YOUR ASSIGNMENT:
Line by line, please look for the word "OrderSet" in the following records, then copy each line you find it in.

(DATA TO USE)

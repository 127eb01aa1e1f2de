//! Default-filling of sub-location records before they are written back.
//!
//! The API rejects a `PUT` that lacks any of these fields, so each missing
//! or empty one receives a fixed default. Existing valid values and fields
//! outside this list are never touched.

use ordermap::OrderSet;
use serde_json::{json, Map, Value};

pub const DEFAULT_PROFILE: &str = "CORPORATE";
pub const DEFAULT_TIME_ZONE: &str = "FRANCE_EUROPE_PARIS";
pub const DEFAULT_COUNTRY: &str = "FRANCE";
pub const DEFAULT_IP_RANGE: &str = "0.0.0.0-0.0.0.0";

pub const FIELD_PROFILE: &str = "profile";
pub const FIELD_TIME_ZONE: &str = "tz";
pub const FIELD_COUNTRY: &str = "country";
pub const FIELD_IP_ADDRESSES: &str = "ipAddresses";
pub const FIELD_SURROGATE_IP: &str = "surrogateIP";
pub const FIELD_AUTH_REQUIRED: &str = "authRequired";
pub const FIELD_SURROGATE_IP_ENFORCED: &str = "surrogateIPEnforcedForKnownBrowsers";
pub const FIELD_XFF_FORWARD: &str = "xffForwardEnabled";

const STRING_DEFAULTS: [(&str, &str); 3] = [
    (FIELD_PROFILE, DEFAULT_PROFILE),
    (FIELD_TIME_ZONE, DEFAULT_TIME_ZONE),
    (FIELD_COUNTRY, DEFAULT_COUNTRY),
];

const FLAG_FIELDS: [&str; 4] = [
    FIELD_SURROGATE_IP,
    FIELD_AUTH_REQUIRED,
    FIELD_SURROGATE_IP_ENFORCED,
    FIELD_XFF_FORWARD,
];

/// A record after default-filling, with the fields that were defaulted
#[derive(Debug, Clone, PartialEq)]
pub struct SanitizedRecord {
    pub record: Map<String, Value>,
    pub defaulted: OrderSet<&'static str>,
}

/// Fill every required field that is missing or empty
pub fn sanitize(mut record: Map<String, Value>) -> SanitizedRecord {
    let mut defaulted = OrderSet::new();

    for (field, default) in STRING_DEFAULTS {
        let valid = matches!(record.get(field), Some(Value::String(s)) if !s.is_empty());
        if !valid {
            record.insert(field.to_string(), json!(default));
            defaulted.insert(field);
        }
    }

    let ips_valid =
        matches!(record.get(FIELD_IP_ADDRESSES), Some(Value::Array(items)) if !items.is_empty());
    if !ips_valid {
        record.insert(FIELD_IP_ADDRESSES.to_string(), json!([DEFAULT_IP_RANGE]));
        defaulted.insert(FIELD_IP_ADDRESSES);
    }

    for field in FLAG_FIELDS {
        if !matches!(record.get(field), Some(Value::Bool(_))) {
            record.insert(field.to_string(), Value::Bool(false));
            defaulted.insert(field);
        }
    }

    SanitizedRecord { record, defaulted }
}

/// Turn off authentication and surrogate IP on a record
pub fn disable_authentication(record: &mut Map<String, Value>) {
    for field in [
        FIELD_AUTH_REQUIRED,
        FIELD_SURROGATE_IP,
        FIELD_SURROGATE_IP_ENFORCED,
    ] {
        record.insert(field.to_string(), Value::Bool(false));
    }
}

(End DATA TO USE)

EXERCISE SOLUTION:
use ordermap::OrderSet;
    pub defaulted: OrderSet<&'static str>,
    let mut defaulted = OrderSet::new();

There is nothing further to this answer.